**WORK ORDER:** Where a line of the records contains the word "against", show that line.

**TASK INPUT:**
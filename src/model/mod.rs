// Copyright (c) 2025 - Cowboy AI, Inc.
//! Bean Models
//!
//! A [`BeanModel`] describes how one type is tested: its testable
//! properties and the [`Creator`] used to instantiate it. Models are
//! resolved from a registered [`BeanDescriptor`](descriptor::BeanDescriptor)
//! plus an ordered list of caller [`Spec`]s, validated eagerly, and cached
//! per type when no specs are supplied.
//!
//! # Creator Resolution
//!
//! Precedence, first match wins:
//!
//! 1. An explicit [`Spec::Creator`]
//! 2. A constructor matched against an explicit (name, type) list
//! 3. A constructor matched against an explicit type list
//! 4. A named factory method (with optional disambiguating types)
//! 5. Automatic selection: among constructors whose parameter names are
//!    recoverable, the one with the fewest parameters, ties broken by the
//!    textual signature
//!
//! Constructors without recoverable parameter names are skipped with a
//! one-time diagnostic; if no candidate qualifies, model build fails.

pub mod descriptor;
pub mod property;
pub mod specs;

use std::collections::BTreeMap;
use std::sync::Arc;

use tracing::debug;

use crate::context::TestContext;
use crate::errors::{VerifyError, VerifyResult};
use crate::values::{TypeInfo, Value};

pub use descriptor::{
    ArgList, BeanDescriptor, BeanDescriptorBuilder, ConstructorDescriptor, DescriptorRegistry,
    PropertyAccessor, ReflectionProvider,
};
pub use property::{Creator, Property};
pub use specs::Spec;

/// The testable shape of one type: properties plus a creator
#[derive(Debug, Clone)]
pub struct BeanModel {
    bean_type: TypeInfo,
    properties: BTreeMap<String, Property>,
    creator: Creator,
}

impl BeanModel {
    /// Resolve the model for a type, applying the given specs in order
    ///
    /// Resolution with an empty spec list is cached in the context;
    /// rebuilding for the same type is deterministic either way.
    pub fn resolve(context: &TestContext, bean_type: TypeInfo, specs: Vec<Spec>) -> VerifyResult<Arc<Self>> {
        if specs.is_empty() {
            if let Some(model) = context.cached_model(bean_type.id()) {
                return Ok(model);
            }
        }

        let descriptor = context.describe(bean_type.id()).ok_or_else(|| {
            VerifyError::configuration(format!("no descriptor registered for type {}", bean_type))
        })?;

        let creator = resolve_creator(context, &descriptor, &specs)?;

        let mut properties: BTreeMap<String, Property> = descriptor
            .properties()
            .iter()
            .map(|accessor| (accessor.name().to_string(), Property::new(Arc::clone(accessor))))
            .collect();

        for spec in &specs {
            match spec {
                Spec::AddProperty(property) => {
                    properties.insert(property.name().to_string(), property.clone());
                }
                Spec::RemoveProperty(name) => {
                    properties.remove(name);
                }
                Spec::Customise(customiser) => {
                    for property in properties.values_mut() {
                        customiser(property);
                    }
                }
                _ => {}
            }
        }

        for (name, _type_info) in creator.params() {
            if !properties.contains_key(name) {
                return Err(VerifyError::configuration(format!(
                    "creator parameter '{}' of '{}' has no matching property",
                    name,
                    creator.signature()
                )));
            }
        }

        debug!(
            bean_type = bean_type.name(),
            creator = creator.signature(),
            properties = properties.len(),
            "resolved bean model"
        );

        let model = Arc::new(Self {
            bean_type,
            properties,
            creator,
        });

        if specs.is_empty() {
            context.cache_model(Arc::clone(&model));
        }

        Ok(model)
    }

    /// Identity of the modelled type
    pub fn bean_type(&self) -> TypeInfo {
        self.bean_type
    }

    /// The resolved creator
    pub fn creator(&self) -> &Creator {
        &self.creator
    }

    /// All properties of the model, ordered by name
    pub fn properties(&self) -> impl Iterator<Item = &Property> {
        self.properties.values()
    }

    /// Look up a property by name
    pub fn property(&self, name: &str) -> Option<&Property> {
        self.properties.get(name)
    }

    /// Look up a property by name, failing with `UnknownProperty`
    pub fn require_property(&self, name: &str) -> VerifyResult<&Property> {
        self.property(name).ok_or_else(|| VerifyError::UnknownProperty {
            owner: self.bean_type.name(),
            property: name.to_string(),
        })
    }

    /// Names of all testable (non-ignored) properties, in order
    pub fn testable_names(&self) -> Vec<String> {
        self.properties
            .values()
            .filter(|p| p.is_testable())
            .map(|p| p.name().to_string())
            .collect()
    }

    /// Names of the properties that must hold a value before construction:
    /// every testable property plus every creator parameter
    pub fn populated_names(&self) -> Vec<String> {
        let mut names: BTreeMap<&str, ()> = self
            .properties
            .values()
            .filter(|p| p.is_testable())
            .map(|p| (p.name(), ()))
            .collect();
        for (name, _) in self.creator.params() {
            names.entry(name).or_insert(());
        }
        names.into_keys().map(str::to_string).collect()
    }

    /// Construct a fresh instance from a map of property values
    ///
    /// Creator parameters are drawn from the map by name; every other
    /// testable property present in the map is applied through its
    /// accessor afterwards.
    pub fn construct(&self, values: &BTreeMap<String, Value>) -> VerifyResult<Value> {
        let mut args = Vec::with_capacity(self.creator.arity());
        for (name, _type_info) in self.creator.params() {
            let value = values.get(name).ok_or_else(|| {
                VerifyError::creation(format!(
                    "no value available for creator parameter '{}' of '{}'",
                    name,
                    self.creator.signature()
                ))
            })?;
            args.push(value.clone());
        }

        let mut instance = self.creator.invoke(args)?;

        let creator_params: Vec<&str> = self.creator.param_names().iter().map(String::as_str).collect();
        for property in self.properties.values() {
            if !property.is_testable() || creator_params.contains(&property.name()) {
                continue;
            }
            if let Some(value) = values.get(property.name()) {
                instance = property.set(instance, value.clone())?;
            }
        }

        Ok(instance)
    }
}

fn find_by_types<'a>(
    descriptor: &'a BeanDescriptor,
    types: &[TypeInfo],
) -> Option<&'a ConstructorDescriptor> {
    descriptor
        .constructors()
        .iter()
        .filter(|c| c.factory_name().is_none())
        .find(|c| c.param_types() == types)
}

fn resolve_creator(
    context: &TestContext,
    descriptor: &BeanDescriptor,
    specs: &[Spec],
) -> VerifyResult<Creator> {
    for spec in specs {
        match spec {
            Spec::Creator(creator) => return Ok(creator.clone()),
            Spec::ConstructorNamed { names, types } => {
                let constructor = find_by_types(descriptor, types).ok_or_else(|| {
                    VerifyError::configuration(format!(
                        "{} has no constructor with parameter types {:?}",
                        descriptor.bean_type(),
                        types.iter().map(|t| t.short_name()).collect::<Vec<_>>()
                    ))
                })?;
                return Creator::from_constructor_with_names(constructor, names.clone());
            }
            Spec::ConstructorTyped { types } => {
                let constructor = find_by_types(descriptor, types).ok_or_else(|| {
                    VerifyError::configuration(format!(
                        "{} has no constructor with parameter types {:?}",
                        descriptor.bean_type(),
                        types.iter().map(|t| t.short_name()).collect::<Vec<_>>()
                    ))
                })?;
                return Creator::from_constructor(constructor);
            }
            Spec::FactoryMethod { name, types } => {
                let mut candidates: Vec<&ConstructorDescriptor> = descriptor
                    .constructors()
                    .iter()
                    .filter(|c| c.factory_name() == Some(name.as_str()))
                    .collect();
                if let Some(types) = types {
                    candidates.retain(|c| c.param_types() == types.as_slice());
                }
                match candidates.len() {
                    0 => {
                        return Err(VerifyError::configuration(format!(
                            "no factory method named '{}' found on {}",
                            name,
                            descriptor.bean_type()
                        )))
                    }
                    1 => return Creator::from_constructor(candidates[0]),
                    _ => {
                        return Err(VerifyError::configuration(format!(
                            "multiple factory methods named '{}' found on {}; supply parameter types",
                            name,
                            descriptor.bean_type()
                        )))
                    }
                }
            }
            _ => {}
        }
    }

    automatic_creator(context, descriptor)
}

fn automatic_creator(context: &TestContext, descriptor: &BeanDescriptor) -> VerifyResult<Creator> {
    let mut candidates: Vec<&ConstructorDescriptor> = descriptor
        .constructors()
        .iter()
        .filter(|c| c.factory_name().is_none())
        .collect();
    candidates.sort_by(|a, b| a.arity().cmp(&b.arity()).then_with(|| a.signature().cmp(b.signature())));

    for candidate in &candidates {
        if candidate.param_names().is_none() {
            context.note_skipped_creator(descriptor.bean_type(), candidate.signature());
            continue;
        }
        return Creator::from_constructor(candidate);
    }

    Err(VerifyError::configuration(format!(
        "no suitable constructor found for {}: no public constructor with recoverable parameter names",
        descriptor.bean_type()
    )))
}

**ANSWER AREA:**
//! 2. A constructor matched against an explicit (name, type) list
//! 3. A constructor matched against an explicit type list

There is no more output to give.